- _Requirement_
Search the material for the word "CapturedContext" and report each line where it turns up.

+++

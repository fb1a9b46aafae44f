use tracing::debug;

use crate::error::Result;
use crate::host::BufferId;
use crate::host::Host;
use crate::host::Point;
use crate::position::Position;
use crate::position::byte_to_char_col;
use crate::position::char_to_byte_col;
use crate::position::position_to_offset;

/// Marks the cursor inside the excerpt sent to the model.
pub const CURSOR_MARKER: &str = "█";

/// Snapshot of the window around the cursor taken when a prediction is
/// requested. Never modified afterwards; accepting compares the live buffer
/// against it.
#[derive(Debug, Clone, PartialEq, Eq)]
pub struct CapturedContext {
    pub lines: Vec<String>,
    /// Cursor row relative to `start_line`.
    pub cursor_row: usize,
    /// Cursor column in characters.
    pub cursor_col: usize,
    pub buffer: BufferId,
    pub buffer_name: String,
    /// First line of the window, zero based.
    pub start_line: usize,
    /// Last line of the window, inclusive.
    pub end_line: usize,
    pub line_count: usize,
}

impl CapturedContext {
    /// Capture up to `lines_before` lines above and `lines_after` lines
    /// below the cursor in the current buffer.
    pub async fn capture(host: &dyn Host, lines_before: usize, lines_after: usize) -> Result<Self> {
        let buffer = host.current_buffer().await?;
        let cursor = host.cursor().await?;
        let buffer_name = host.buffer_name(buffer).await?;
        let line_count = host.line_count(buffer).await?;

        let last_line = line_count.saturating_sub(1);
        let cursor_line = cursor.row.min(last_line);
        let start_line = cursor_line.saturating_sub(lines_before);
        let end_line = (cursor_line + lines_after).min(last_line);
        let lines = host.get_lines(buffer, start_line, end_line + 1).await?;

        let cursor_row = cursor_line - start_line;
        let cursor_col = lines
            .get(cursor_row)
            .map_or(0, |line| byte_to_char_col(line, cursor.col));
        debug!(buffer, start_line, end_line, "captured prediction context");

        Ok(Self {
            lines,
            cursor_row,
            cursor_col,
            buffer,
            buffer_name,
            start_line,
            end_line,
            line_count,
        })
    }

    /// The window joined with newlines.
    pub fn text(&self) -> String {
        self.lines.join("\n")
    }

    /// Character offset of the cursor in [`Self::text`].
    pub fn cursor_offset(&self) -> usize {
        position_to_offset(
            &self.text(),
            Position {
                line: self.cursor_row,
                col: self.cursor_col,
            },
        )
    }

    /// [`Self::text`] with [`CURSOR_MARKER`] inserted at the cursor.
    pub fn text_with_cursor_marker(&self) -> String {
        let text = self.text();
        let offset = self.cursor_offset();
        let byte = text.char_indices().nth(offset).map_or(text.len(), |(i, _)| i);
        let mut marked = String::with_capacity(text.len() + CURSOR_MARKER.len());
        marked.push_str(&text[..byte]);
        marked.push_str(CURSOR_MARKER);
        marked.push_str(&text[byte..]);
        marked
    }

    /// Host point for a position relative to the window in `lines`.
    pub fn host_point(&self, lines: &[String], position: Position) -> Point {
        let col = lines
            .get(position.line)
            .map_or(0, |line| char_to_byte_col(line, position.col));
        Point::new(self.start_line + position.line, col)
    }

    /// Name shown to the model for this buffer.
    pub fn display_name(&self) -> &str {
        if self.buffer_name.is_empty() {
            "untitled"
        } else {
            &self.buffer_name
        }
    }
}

+++

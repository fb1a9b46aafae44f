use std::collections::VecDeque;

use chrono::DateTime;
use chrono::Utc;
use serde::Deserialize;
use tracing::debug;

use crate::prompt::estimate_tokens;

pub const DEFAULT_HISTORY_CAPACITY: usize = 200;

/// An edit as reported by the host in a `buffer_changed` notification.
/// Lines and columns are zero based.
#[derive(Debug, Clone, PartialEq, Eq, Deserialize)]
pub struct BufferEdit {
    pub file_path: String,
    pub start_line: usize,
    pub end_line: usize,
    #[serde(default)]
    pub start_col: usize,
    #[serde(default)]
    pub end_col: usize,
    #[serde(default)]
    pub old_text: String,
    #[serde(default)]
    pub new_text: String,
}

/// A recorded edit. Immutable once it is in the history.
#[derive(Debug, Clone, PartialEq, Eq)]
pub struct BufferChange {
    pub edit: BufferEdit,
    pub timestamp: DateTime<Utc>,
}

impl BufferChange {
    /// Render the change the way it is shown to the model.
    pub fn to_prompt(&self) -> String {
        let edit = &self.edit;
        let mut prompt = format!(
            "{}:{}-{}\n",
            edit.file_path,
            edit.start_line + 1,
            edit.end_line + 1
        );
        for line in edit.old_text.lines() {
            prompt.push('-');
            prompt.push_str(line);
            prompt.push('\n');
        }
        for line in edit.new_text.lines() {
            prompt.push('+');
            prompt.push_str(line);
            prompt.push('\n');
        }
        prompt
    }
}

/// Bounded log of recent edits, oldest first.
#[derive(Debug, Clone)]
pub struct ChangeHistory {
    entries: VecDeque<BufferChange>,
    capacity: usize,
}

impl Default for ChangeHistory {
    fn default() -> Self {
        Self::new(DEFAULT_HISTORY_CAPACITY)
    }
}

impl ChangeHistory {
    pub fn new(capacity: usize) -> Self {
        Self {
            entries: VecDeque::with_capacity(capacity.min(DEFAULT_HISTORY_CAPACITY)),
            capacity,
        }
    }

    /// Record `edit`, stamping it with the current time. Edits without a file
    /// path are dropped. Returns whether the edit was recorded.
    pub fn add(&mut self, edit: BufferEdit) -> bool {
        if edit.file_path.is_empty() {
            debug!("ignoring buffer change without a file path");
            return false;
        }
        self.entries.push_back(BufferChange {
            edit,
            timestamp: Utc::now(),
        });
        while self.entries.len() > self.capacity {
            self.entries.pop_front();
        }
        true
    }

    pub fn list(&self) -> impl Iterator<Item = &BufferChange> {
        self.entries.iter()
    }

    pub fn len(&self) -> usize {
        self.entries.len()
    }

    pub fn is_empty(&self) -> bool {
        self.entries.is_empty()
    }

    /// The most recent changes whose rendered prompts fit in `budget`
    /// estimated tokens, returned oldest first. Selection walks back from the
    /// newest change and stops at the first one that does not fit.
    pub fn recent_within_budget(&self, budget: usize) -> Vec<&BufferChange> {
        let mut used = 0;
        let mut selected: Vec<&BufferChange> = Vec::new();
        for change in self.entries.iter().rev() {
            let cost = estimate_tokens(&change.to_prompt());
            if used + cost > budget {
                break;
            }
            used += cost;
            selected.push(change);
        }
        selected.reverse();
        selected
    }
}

+++

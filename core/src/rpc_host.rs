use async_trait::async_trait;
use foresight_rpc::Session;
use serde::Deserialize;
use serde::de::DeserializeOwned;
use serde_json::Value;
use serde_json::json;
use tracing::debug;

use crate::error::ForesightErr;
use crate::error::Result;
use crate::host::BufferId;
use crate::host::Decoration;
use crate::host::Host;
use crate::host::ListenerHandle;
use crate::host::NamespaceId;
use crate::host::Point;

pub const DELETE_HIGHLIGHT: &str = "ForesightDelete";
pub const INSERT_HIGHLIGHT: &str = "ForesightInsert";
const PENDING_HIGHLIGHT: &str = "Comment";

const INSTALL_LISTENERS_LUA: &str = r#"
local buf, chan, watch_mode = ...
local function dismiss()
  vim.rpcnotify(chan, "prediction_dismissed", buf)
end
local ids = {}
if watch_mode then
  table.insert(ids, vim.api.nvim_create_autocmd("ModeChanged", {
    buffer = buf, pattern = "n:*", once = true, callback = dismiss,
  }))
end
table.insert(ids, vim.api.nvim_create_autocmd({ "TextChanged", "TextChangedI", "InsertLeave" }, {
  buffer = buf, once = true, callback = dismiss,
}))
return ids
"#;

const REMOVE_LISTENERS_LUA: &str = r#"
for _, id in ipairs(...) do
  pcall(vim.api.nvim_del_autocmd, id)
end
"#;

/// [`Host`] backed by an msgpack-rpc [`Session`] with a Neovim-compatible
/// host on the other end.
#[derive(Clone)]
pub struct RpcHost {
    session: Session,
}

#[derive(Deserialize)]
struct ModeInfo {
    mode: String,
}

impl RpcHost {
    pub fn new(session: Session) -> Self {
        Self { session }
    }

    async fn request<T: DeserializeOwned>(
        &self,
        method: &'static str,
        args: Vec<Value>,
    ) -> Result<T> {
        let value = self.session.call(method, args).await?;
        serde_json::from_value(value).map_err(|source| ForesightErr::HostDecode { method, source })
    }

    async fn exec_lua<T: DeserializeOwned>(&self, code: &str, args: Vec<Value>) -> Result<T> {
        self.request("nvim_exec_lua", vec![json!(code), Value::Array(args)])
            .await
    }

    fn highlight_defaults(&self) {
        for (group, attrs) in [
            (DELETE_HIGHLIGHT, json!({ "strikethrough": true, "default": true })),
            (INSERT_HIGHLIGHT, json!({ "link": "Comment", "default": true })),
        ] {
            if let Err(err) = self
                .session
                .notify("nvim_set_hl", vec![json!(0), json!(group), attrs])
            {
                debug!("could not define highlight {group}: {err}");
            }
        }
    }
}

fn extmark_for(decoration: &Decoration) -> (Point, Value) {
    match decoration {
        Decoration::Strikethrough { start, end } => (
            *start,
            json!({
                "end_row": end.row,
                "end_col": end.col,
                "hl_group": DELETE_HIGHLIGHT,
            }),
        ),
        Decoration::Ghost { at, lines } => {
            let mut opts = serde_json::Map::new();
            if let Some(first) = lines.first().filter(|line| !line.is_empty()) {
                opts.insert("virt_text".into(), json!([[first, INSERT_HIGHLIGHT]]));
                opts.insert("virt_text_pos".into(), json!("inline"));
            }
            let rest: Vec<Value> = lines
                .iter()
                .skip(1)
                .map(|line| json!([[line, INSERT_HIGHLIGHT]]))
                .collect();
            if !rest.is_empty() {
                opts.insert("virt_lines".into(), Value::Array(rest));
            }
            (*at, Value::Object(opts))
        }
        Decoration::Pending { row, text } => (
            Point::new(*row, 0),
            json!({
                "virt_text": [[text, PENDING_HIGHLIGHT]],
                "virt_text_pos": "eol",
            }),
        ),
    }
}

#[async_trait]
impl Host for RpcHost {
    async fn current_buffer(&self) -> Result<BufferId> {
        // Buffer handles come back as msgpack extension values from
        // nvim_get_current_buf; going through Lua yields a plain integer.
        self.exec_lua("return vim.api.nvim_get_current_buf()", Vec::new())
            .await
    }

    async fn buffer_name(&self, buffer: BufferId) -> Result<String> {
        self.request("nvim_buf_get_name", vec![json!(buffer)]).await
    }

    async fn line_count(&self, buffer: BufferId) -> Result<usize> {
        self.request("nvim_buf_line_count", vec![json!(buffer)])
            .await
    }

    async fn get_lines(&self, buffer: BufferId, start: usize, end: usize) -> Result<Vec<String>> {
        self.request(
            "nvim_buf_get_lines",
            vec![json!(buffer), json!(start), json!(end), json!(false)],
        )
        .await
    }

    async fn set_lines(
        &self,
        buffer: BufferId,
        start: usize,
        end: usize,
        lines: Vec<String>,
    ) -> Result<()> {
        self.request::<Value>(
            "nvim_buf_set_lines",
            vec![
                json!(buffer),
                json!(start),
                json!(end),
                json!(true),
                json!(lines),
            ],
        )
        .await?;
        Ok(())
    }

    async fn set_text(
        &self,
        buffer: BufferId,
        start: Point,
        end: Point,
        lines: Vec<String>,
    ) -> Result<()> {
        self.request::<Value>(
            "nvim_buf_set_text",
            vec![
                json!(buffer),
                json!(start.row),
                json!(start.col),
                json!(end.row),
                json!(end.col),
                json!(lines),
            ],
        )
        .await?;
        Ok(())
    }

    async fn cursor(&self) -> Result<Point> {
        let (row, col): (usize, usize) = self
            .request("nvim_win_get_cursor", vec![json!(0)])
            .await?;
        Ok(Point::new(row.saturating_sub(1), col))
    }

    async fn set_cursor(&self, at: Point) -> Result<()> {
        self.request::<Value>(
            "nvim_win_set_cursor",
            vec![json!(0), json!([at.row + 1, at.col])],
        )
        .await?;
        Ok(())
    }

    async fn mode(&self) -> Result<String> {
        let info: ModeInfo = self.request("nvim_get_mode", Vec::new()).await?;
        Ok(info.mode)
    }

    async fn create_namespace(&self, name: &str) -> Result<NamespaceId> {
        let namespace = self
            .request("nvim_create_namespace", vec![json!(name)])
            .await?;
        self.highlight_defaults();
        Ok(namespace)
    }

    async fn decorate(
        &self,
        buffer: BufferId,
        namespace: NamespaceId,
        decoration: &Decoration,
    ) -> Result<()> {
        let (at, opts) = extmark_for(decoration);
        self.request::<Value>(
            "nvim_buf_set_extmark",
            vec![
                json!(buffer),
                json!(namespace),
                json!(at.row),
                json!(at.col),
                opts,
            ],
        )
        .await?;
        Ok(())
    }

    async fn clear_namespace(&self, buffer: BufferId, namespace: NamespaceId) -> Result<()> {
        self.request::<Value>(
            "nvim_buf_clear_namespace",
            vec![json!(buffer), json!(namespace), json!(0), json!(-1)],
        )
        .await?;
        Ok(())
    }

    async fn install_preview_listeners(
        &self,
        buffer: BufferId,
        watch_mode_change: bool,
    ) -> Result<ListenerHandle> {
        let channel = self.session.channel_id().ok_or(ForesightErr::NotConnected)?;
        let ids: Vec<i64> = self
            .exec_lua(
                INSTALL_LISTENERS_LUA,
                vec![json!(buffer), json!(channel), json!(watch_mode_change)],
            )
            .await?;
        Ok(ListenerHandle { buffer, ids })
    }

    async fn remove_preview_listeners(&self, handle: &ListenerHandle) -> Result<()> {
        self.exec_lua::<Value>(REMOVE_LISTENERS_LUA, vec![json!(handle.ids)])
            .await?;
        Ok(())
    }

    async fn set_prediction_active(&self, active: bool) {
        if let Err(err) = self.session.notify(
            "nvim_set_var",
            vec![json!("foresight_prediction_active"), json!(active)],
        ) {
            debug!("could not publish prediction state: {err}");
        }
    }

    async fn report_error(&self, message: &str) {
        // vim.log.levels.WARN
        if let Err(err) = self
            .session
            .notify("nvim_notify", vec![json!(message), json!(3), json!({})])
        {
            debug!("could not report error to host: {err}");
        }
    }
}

+++

- _Output below_
pub struct CapturedContext {
impl CapturedContext {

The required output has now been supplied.